The association between IGFs and cancer in adults with GH deficiency (GHD) receiving GH replacement requires investigation. The objective was to examine the association between IGF-I, IGF-binding protein 2 (IGFBP-2), and IGFBP-3 SD scores (SDSs) in GH-deficient adults receiving GH therapy and the occurrence of de novo malignancies. Serum IGF-I, IGFBP-2, and IGFBP-3 levels in GH-deficient patients who developed a malignancy since receiving GH were compared with patients with idiopathic GHD but without malignancy.
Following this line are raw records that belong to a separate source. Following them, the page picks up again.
use std::path::PathBuf;
use std::sync::Arc;
use std::time::Duration;

use anyhow::{Context, Result};
use clap::Parser;
use tracing_subscriber::{fmt, layer::SubscriberExt, util::SubscriberInitExt, EnvFilter};

use profile_views::{
    settled, ErrorPolicy, GithubClient, ImperativeView, ProfileSource, ReactiveView, SelectorView,
    Settings,
};

/// Mount the imperative and the reactive view side by side and click through names.
#[derive(Parser, Debug)]
#[command(name = "profile-views", version)]
struct Args {
    /// JSON settings file
    #[arg(short, long)]
    config: Option<PathBuf>,

    /// API root to look profiles up from
    #[arg(long)]
    api_base: Option<String>,

    /// Artificial delay of the reactive view, in milliseconds
    #[arg(long)]
    delay_ms: Option<u64>,

    /// What the reactive view does when a lookup fails
    #[arg(long, value_enum)]
    error_policy: Option<ErrorPolicy>,

    /// Names to click, in order (repeatable)
    #[arg(short, long = "select")]
    select: Vec<String>,

    /// How long to wait for each view to settle, in seconds
    #[arg(long, default_value_t = 15)]
    timeout_secs: u64,

    /// Print HTML instead of plain text
    #[arg(long)]
    html: bool,
}

impl Args {
    fn settings(&self) -> Result<Settings> {
        let mut settings = match &self.config {
            Some(path) => Settings::load(path)
                .with_context(|| format!("loading settings from {}", path.display()))?,
            None => Settings::default(),
        };
        if let Some(api_base) = &self.api_base {
            settings.api_base = api_base.clone();
        }
        if let Some(delay_ms) = self.delay_ms {
            settings.reactive_delay_ms = delay_ms;
        }
        if let Some(policy) = self.error_policy {
            settings.error_policy = policy;
        }
        settings.validate()?;
        Ok(settings)
    }
}

async fn show(views: &[(&str, &dyn SelectorView)], limit: Duration, html: bool) {
    for (label, view) in views {
        let tree = match settled(*view, limit).await {
            Some(tree) => tree,
            None => {
                tracing::warn!(view = label, "View did not settle in time");
                view.render()
            }
        };
        let body = if html { tree.to_html() } else { tree.to_string() };
        println!("[{label}]\n{body}\n");
    }
}

#[tokio::main(flavor = "current_thread")]
async fn main() -> Result<()> {
    tracing_subscriber::registry()
        .with(
            EnvFilter::try_from_default_env()
                .unwrap_or_else(|_| EnvFilter::new("profile_views=info")),
        )
        .with(fmt::layer().with_writer(std::io::stderr))
        .init();

    let args = Args::parse();
    let settings = args.settings()?;
    let limit = Duration::from_secs(args.timeout_secs);

    let source: Arc<dyn ProfileSource> = Arc::new(GithubClient::new(&settings)?);
    let imperative = ImperativeView::new(Arc::clone(&source), &settings);
    let reactive = ReactiveView::new(source, &settings);
    let views: [(&str, &dyn SelectorView); 2] =
        [("imperative", &imperative), ("reactive", &reactive)];

    for (_, view) in &views {
        view.mount();
    }
    show(&views, limit, args.html).await;

    for name in &args.select {
        tracing::info!(name = %name, "Clicking");
        for (_, view) in &views {
            view.select_name(name);
        }
        show(&views, limit, args.html).await;
    }

    for (_, view) in &views {
        view.unmount();
    }
    Ok(())
}
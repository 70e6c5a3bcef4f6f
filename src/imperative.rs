//! Selector view driven by explicit state assignments.
//!
//! Every click writes the selection and the loading flag, starts a lookup,
//! and writes the result when it settles. Lookups are never cancelled when a
//! newer click comes in, so a slow stale response can overwrite a newer
//! profile.

use std::sync::atomic::{AtomicBool, Ordering};
use std::sync::Arc;

use tokio_util::sync::CancellationToken;
use tracing::{debug, info, warn};

use crate::client::{Profile, ProfileSource};
use crate::config::Settings;
use crate::markup::{DetailPane, ViewTree};
use crate::signal::WatchGuard;
use crate::store::Store;
use crate::view::{ChangeCallback, SelectorView};

/// Whether the detail pane is waiting on a lookup.
#[derive(Debug, Clone, Copy, PartialEq, Eq)]
pub enum FetchStatus {
    Loading,
    Loaded,
}

/// Everything the imperative view renders from.
#[derive(Debug, Clone, PartialEq, Eq)]
pub struct ImperativeState {
    pub active_name: String,
    /// Last profile a lookup returned. Kept when a later lookup fails.
    pub detail: Option<Profile>,
    pub status: FetchStatus,
}

/// Selector that assigns its state by hand on every click.
///
/// Each click starts a lookup and whichever lookup finishes last wins, so a
/// slow response for an old name can replace a newer one. Unmounting stops
/// pending lookups from writing.
pub struct ImperativeView {
    names: Vec<String>,
    store: Store<ImperativeState>,
    source: Arc<dyn ProfileSource>,
    mounted: AtomicBool,
    teardown: CancellationToken,
}

impl ImperativeView {
    /// Create an unmounted view selecting the first configured name.
    pub fn new(source: Arc<dyn ProfileSource>, settings: &Settings) -> Self {
        Self {
            names: settings.names.clone(),
            store: Store::new(ImperativeState {
                active_name: settings.default_name().to_string(),
                detail: None,
                status: FetchStatus::Loading,
            }),
            source,
            mounted: AtomicBool::new(false),
            teardown: CancellationToken::new(),
        }
    }

    /// Snapshot of the three state fields.
    pub fn state(&self) -> ImperativeState {
        self.store.get()
    }

    /// Whether [`SelectorView::unmount`] ran.
    pub fn is_unmounted(&self) -> bool {
        self.teardown.is_cancelled()
    }
}

impl SelectorView for ImperativeView {
    fn mount(&self) {
        if self.mounted.swap(true, Ordering::SeqCst) || self.is_unmounted() {
            return;
        }
        let initial = self.store.read(|s| s.active_name.clone());
        info!(name = %initial, "Mounting imperative view");
        self.select_name(&initial);
    }

    fn select_name(&self, name: &str) {
        if self.is_unmounted() {
            debug!(name, "Ignoring selection after unmount");
            return;
        }

        self.store.update(|s| {
            s.active_name = name.to_string();
            s.status = FetchStatus::Loading;
        });

        let store = self.store.clone();
        let source = Arc::clone(&self.source);
        let teardown = self.teardown.clone();
        let name = name.to_string();

        tokio::spawn(async move {
            let result = tokio::select! {
                _ = teardown.cancelled() => return,
                result = source.fetch(&name) => result,
            };

            match result {
                Ok(profile) => store.update(|s| s.detail = Some(profile)),
                // The previous profile (if any) stays in place
                Err(e) => warn!(name = %name, error = %e, "Profile lookup failed"),
            }

            // Settles whatever the outcome
            store.update(|s| s.status = FetchStatus::Loaded);
        });
    }

    fn render(&self) -> ViewTree {
        self.store.read(|s| {
            let detail = match s.status {
                FetchStatus::Loading => DetailPane::Loading,
                FetchStatus::Loaded => DetailPane::Loaded(s.detail.clone()),
            };
            ViewTree::new(&self.names, &s.active_name, detail)
        })
    }

    fn subscribe(&self, on_change: ChangeCallback) -> Vec<WatchGuard> {
        vec![self.store.subscribe(move |_| on_change())]
    }

    fn unmount(&self) {
        info!("Unmounting imperative view");
        self.teardown.cancel();
    }
}

impl Drop for ImperativeView {
    fn drop(&mut self) {
        self.teardown.cancel();
    }
}
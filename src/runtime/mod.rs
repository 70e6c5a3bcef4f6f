//! Runtime support for reactive primitives.
//!
//! This module provides the subscriber registry behind every signal and the
//! scoped runtimes used to isolate it.

mod context;

pub use context::{ReactiveRuntime, RuntimeInner};
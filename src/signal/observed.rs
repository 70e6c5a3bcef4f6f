use super::{Signal, SwitchMap, WatchGuard};

/// A push-based sequence a view can observe.
pub trait Observable<T>: Send + Sync {
    /// The value available right now, if any.
    fn current(&self) -> Option<T>;

    /// Subscribe to values pushed after this call.
    fn subscribe_boxed(&self, callback: Box<dyn Fn(T) + Send + Sync>) -> WatchGuard;
}

impl<T: Clone + Send + Sync + 'static> Observable<T> for Signal<T> {
    fn current(&self) -> Option<T> {
        Some(self.get())
    }

    fn subscribe_boxed(&self, callback: Box<dyn Fn(T) + Send + Sync>) -> WatchGuard {
        self.subscribe(callback)
    }
}

impl<U, E> Observable<U> for SwitchMap<U, E>
where
    U: Clone + Send + Sync + 'static,
    E: Send + Sync + 'static,
{
    fn current(&self) -> Option<U> {
        self.output().get()
    }

    fn subscribe_boxed(&self, callback: Box<dyn Fn(U) + Send + Sync>) -> WatchGuard {
        self.output().subscribe(move |value| {
            if let Some(value) = value {
                callback(value);
            }
        })
    }
}

/// View-local state that follows an [`Observable`].
///
/// Construction reads the source's current value synchronously, so the first
/// render already has it, then subscribes for later pushes. Dropping the
/// adapter unsubscribes; its state is never written afterwards.
pub struct Observed<T> {
    state: Signal<Option<T>>,
    _guard: WatchGuard,
}

impl<T: Clone + Send + Sync + 'static> Observed<T> {
    pub fn new<O>(source: &O) -> Self
    where
        O: Observable<T> + ?Sized,
    {
        let state = Signal::new(source.current());
        let target = state.clone();
        let guard = source.subscribe_boxed(Box::new(move |value: T| target.set(Some(value))));

        Self {
            state,
            _guard: guard,
        }
    }

    /// Latest observed value.
    pub fn get(&self) -> Option<T> {
        self.state.get()
    }

    /// The state signal, for hosts that re-render on change.
    pub fn state(&self) -> &Signal<Option<T>> {
        &self.state
    }
}
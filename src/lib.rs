//! # profile-views
//!
//! Two ways of wiring a view to an asynchronous profile lookup, side by side.
//!
//! ## Views
//!
//! - [`ImperativeView`] - selection, profile and loading flag kept in a
//!   [`Store`] and assigned by hand on every click
//! - [`ReactiveView`] - selection kept in a [`Signal`], the detail pane
//!   derived with [`Signal::switch_map`] so only the latest lookup is shown
//!
//! Both render the same [`ViewTree`] and implement [`SelectorView`].
//!
//! ## Primitives
//!
//! - `Signal<T>` - latest-value holder with subscribe/unsubscribe
//! - `Observed<T>` - view state that drains a source's current value, then
//!   follows it
//! - `SwitchMap<U, E>` - follow the inner stream of the latest value only
//! - `Store<T>` - whole-state container for the imperative view

pub mod client;
pub mod config;
pub mod error;
pub mod imperative;
pub mod markup;
pub mod reactive;
pub mod runtime;
pub mod signal;
pub mod store;
pub mod view;

// Re-export main types for convenience
pub use client::{GithubClient, Profile, ProfileSource};
pub use config::{ErrorPolicy, Settings};
pub use error::{Error, Result};
pub use imperative::{FetchStatus, ImperativeState, ImperativeView};
pub use markup::{DetailPane, ViewTree};
pub use reactive::{DetailState, ReactiveView};
pub use signal::{Observable, Observed, Signal, SwitchMap, WatchGuard};
pub use store::Store;
pub use view::{settled, SelectorView};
Measurements were related to age-, sex-, and body mass index-specific SDS reference regions. The setting included the KIMS (the Pfizer International Metabolic Database). One hundred patients with de novo malignancy during GH therapy were compared with 325 patients with idiopathic GHD without malignancy. Serum samples were obtained as close as possible to the diagnosis of malignancy, or after approximately 2 yr of GH replacement in KIMS. Associations between relative risk (RR) of malignancy and IGF-I, IGFBP-2, and IGFBP-3 SDSs were assessed in multiple log-linear Poisson working regression models, controlling for age, sex, onset of GHD, and GH naivety at KIMS entry. No association between IGF-I SDSs and RR was observed (P = 0.48). Increasing IGFBP-2 and IGFBP-3 SDSs were associated with increasing RRs [18% per unit IGFBP-2 SDSs (95% confidence interval, 7-30%; P = 0.0006), 13% per unit IGFBP-3 SDS (2-26%; P = 0.01)]. IGF-I levels targeted to within normal age-related reference ranges during GH replacement were not associated with the occurrence of malignancies. Higher IGFBP-2 and/or IGFBP-3 SDSs may be associated with increased cancer risk.